## Problem to work on
Tell how many lines in the records contain the word "InputLayout"; the number alone is the answer.

## Task data
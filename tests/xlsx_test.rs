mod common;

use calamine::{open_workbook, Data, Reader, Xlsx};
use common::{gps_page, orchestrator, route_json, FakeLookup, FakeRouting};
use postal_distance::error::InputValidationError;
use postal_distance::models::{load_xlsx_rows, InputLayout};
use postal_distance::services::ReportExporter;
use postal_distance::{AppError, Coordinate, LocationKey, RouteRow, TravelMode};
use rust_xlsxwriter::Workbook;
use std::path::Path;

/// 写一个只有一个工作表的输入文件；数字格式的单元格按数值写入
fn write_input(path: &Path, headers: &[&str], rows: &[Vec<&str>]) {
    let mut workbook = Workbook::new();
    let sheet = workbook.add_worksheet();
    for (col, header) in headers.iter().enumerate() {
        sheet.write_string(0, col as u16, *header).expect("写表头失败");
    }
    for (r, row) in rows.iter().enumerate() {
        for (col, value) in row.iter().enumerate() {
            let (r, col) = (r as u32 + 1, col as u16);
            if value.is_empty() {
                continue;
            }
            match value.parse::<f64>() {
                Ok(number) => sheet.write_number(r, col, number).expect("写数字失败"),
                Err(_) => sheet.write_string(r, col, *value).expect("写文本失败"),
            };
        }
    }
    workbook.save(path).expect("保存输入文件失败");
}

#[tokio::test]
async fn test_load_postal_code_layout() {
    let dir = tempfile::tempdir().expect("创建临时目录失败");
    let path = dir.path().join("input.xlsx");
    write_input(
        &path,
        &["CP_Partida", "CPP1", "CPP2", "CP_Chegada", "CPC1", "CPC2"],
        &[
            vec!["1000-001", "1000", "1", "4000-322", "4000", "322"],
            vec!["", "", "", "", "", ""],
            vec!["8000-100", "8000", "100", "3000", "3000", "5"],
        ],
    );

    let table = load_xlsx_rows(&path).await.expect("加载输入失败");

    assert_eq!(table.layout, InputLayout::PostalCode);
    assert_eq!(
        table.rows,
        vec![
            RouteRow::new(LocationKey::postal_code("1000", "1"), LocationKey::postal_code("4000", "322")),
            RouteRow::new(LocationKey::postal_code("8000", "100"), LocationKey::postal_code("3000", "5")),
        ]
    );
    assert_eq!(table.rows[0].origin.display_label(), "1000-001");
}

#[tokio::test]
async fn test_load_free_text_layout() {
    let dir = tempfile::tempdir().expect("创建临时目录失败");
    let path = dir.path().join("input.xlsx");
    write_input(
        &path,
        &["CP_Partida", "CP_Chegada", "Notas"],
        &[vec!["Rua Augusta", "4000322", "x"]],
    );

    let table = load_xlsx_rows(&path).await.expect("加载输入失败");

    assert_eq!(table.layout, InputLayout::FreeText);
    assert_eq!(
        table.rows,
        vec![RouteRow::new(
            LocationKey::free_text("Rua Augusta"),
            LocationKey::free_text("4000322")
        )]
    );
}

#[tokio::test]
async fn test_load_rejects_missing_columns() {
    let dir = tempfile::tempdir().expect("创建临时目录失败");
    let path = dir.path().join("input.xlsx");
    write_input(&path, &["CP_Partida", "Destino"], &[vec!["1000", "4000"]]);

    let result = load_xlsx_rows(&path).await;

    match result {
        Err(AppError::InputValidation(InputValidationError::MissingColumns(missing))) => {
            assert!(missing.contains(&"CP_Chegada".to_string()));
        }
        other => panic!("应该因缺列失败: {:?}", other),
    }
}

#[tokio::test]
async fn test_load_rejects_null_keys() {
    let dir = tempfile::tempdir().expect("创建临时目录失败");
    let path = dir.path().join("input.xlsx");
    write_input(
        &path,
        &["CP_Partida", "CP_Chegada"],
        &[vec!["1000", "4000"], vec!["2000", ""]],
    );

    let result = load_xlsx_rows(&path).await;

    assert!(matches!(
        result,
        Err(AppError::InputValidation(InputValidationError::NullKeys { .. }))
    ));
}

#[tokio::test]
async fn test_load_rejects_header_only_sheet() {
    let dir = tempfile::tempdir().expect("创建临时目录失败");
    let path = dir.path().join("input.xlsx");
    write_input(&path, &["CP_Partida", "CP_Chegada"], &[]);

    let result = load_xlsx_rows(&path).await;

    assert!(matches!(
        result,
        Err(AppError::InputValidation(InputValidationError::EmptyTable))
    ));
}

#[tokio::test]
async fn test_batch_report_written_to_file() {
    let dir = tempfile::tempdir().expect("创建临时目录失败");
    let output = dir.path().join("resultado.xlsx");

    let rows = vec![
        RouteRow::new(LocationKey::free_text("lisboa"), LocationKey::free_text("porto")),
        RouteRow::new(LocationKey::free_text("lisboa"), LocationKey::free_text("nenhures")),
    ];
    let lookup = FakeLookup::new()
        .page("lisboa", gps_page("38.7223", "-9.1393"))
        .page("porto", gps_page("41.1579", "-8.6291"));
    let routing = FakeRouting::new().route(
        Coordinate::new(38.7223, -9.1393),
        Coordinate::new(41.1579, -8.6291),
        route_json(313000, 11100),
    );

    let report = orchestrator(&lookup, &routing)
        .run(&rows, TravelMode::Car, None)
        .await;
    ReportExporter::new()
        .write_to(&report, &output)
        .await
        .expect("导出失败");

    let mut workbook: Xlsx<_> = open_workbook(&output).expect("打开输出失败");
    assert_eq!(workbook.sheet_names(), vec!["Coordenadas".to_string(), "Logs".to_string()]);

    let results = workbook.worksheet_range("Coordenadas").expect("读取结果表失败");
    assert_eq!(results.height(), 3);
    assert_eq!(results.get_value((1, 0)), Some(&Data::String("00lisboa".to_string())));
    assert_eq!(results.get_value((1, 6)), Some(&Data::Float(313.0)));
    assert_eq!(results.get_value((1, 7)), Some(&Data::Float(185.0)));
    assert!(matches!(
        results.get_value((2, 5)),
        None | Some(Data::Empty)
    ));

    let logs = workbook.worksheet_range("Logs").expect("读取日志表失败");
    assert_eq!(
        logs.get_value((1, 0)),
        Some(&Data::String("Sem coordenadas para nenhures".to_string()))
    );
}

...

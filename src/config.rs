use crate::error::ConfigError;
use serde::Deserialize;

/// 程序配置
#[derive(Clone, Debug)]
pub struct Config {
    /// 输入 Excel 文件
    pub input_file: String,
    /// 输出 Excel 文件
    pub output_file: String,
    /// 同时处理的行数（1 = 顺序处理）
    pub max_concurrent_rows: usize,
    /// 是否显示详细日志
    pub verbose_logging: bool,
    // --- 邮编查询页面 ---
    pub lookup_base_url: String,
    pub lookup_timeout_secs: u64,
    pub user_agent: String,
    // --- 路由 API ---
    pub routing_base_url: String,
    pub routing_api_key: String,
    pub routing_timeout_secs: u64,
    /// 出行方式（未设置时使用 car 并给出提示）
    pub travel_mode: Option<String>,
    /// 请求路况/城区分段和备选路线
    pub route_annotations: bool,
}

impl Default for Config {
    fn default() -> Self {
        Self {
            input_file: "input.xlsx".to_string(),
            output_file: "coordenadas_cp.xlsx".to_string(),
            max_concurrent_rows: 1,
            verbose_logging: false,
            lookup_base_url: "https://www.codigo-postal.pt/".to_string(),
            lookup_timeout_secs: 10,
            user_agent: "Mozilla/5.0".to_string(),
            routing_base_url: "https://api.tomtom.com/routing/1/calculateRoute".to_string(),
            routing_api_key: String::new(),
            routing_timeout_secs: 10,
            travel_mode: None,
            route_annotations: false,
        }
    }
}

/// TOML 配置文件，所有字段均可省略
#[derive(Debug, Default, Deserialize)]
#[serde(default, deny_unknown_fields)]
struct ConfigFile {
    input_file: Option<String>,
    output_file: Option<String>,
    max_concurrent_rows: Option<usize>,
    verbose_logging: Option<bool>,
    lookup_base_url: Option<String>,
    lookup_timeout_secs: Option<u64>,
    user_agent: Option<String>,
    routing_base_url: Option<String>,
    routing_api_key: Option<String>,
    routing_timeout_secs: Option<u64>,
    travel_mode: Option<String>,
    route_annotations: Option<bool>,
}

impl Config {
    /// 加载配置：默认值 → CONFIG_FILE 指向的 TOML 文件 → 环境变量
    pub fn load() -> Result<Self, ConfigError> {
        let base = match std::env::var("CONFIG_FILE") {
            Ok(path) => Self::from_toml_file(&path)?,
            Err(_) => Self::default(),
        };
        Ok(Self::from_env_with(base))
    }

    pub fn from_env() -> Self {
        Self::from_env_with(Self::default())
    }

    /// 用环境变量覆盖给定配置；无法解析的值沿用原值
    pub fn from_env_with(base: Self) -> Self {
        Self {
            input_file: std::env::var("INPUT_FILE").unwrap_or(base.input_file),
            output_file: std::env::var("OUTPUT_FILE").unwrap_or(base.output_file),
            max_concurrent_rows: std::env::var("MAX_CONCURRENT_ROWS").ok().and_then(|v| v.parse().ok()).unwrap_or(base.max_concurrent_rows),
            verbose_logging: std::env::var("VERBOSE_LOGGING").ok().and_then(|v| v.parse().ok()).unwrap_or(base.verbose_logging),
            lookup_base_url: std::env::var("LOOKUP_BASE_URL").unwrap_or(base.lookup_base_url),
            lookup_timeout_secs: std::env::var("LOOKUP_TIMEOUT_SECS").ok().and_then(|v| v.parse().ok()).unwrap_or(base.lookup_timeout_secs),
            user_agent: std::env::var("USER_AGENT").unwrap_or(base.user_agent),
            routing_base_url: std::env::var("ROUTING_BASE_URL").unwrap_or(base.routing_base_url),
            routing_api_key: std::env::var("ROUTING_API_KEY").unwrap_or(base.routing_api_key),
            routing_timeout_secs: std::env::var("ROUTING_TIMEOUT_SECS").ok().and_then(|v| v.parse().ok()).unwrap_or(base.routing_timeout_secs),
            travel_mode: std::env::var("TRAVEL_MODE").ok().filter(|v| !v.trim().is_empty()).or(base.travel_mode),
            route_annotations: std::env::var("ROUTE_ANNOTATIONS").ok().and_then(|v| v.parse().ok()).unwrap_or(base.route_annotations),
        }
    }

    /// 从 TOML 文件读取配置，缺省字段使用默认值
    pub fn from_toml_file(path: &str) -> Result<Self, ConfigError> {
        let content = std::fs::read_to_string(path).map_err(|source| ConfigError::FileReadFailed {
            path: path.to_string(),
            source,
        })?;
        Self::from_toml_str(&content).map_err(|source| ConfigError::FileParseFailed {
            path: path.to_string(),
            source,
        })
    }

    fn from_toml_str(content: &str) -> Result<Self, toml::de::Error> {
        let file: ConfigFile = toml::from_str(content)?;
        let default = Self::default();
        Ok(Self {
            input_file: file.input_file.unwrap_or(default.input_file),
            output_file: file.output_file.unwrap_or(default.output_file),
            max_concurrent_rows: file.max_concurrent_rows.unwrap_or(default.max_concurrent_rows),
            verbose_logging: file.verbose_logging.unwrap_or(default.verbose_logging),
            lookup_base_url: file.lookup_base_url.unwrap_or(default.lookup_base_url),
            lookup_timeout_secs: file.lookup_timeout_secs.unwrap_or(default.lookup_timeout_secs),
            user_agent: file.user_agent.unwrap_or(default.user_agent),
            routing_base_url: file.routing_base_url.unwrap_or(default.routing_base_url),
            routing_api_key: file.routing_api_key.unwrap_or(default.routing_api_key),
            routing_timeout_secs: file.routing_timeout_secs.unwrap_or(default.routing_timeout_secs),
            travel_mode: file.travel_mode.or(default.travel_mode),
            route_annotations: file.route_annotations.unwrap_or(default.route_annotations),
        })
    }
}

## Exercise result
3